This tool allows a quick comparison between multiple Hi-C matrices of the Hi-C counts enrichment at different genomic ranges / distances up to whole chromosomes. Biological replicates should display the exact same distribution while samples coming from different cell-lines, treated versus untreated samples or mutant versus wild-type samples can display a different distribution at long and/or close ranges.

The results of this tool usually reflect the proportion of long-range and short-range contacts calculated in each sample by hicQC. Local TAD or contact enrichments will not impact the results computed by this tool, hicPCA is better suited for that purpose.


This program creates distance vs. Hi-C counts plots. It can use several matrix files to compare them at once. If the –perchr option is given, each chromosome is plotted independently. When plotting multiple matrices, denser matrices are scaled down to match the sum of the smallest matrix.

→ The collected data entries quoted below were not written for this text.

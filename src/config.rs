use rust_decimal::Decimal;
use std::env;
use std::fmt;
use std::str::FromStr;
use validator::Validate;

use crate::auth::{AuthSettings, LoginRequest};
use crate::services::circulation::CirculationPolicy;

/// Raised when an environment variable is missing or cannot be parsed.
#[derive(Debug, Clone, PartialEq, Eq)]
pub enum ConfigError {
    Missing(&'static str),
    Invalid { key: &'static str, value: String },
}

impl fmt::Display for ConfigError {
    fn fmt(&self, f: &mut fmt::Formatter) -> fmt::Result {
        match self {
            ConfigError::Missing(key) => write!(f, "{} must be set", key),
            ConfigError::Invalid { key, value } => {
                write!(f, "{} has an invalid value: {:?}", key, value)
            }
        }
    }
}

impl std::error::Error for ConfigError {}

/// Credentials for the administrator account created at startup.
#[derive(Debug, Clone)]
pub struct AdminBootstrap {
    pub email: String,
    pub password: String,
}

impl AdminBootstrap {
    /// The account must be able to sign in, so it follows the login rules.
    fn checked(email: String, password: String) -> Result<Self, ConfigError> {
        let login = LoginRequest {
            email: email.clone(),
            password: password.clone(),
        };
        if let Err(errors) = login.validate() {
            let invalid = if errors.field_errors().contains_key("email") {
                ConfigError::Invalid {
                    key: "ADMIN_EMAIL",
                    value: email,
                }
            } else {
                ConfigError::Invalid {
                    key: "ADMIN_PASSWORD",
                    value: "<hidden>".into(),
                }
            };
            return Err(invalid);
        }
        Ok(Self { email, password })
    }
}

pub struct Config {
    /// `None` runs the service on the in-memory store.
    pub database_url: Option<String>,
    pub max_db_connections: u32,
    pub server_port: u16,
    pub server_host: String,
    pub cors_allowed_origin: Option<String>,
    pub auth: AuthSettings,
    pub policy: CirculationPolicy,
    pub admin: Option<AdminBootstrap>,
}

impl Config {
    pub fn from_env() -> Result<Self, ConfigError> {
        let jwt_secret = env::var("JWT_SECRET").map_err(|_| ConfigError::Missing("JWT_SECRET"))?;
        let defaults = CirculationPolicy::default();

        let auth = AuthSettings {
            jwt_secret,
            token_ttl_hours: parse_or("JWT_TTL_HOURS", 24)?,
            bcrypt_cost: parse_or("BCRYPT_COST", bcrypt::DEFAULT_COST)?,
        };

        let policy = CirculationPolicy {
            loan_period_days: parse_or("LOAN_PERIOD_DAYS", defaults.loan_period_days)?,
            daily_fine_rate: parse_or::<Decimal>("DAILY_FINE_RATE", defaults.daily_fine_rate)?,
            restock_damaged: parse_or("RESTOCK_DAMAGED", defaults.restock_damaged)?,
        };
        if policy.loan_period_days < 1 {
            return Err(ConfigError::Invalid {
                key: "LOAN_PERIOD_DAYS",
                value: policy.loan_period_days.to_string(),
            });
        }
        if policy.daily_fine_rate.is_sign_negative() {
            return Err(ConfigError::Invalid {
                key: "DAILY_FINE_RATE",
                value: policy.daily_fine_rate.to_string(),
            });
        }

        let admin = match (non_empty("ADMIN_EMAIL"), non_empty("ADMIN_PASSWORD")) {
            (Some(email), Some(password)) => Some(AdminBootstrap::checked(email, password)?),
            (None, None) => None,
            (Some(_), None) => return Err(ConfigError::Missing("ADMIN_PASSWORD")),
            (None, Some(_)) => return Err(ConfigError::Missing("ADMIN_EMAIL")),
        };

        Ok(Self {
            database_url: non_empty("DATABASE_URL"),
            max_db_connections: parse_or("MAX_DB_CONNECTIONS", 5)?,
            server_port: parse_or("SERVER_PORT", 8080)?,
            server_host: env::var("SERVER_HOST").unwrap_or_else(|_| "127.0.0.1".to_string()),
            cors_allowed_origin: non_empty("CORS_ALLOWED_ORIGIN"),
            auth,
            policy,
            admin,
        })
    }

    pub fn server_url(&self) -> String {
        format!("http://{}:{}", self.server_host, self.server_port)
    }
}

fn non_empty(key: &str) -> Option<String> {
    env::var(key).ok().filter(|value| !value.trim().is_empty())
}

fn parse_or<T: FromStr>(key: &'static str, default: T) -> Result<T, ConfigError> {
    match non_empty(key) {
        Some(raw) => raw.trim().parse().map_err(|_| ConfigError::Invalid { key, value: raw }),
        None => Ok(default),
    }
}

usage: hicPlotDistVsCounts --matrices MATRICES [MATRICES ...] --plotFile file
                           name [--labels LABELS [LABELS ...]]
                           [--skipDiagonal] [--maxdepth INT bp] [--perchr]
                           [--chromosomeExclude CHROMOSOMEEXCLUDE [CHROMOSOMEEXCLUDE ...]]
                           [--domains DOMAINS] [--outFileData OUTFILEDATA]
                           [--plotsize PLOTSIZE PLOTSIZE] [--help] [--version]

Required arguments

--matrices, -m

Hi-C normalized (corrected) matrices. Each path should be separated by a space.

--plotFile, -o

File name to save the file. The given file ending will be used to determine the image format. The available options are: .png, .emf, .eps, .pdf and .svg.

Optional arguments


Label to assign to each matrix file. Each label should be separated by a space. Quote labels that contain spaces: E.g. –labels label1 “labels 2”. If no labels are given then the file name is used.

--skipDiagonal, -s

If set, diagonal counts are not included.

Default: False


Maximum distance from diagonal to use. In other words, distances up to maxDepth are computed. Default is 3 million bp.

Default: 3000000


If given, computes and display distance versus Hi-C counts plots for each chromosome stored in the matrices passed to –matrices.

Default: False


Exclude the given list of chromosomes. This is useful for example to exclude the Y chromosome. The names of the chromosomes should be separated by space.


Bed file with domains coordinates: instead of evaluating the distance vs. Hi-C counts for intra chromosomal counts, compute it for intra-domains.


If given, the data underlying the plots is saved on this file.


Width and height of the plot (in inches). Default is 6*number of cols, 4 * number of rows. The maximum number of rows is 4. Example: –plotsize 6 5


show program’s version number and exit

Usage example

hicPlotDistVsCounts should be used on corrected matrices with large bins (e.g. at least 50kb bins), otherwise the curves will be very spiky and unstable at longer ranges because of the sparseness of the contacts. The tool hicMergeMatrixBins can be used to merge matrix bins and the tool hicCorrectMatrix can be used for matrix correction before using hicPlotDistVsCounts.

hicPlotDistVsCounts -m \
condition1_sample1_50_bins_merged.h5 \
condition1_sampel2_50_bins_merged.h5 \
condition2_sample1_50_bins_merged.h5 \
condition2_sample2_50_bins_merged.h5 \
-o counts_vs_dist_50_bins_merged.png \
--labels 'Cond 1 Sample 1' 'Cond 1 Sample 2' 'Cond 2 Sample 1' 'Cond 2 Sample 2' \
--maxdepth 20000000 \
--plotsize 5 4.2

Here, we see that the samples of the first condition are not so well correlated, but they follow the same tendencies and are distinct from the two samples of the second condition. The later are well correlated and display enriched long-range contacts compared to the samples of the first condition.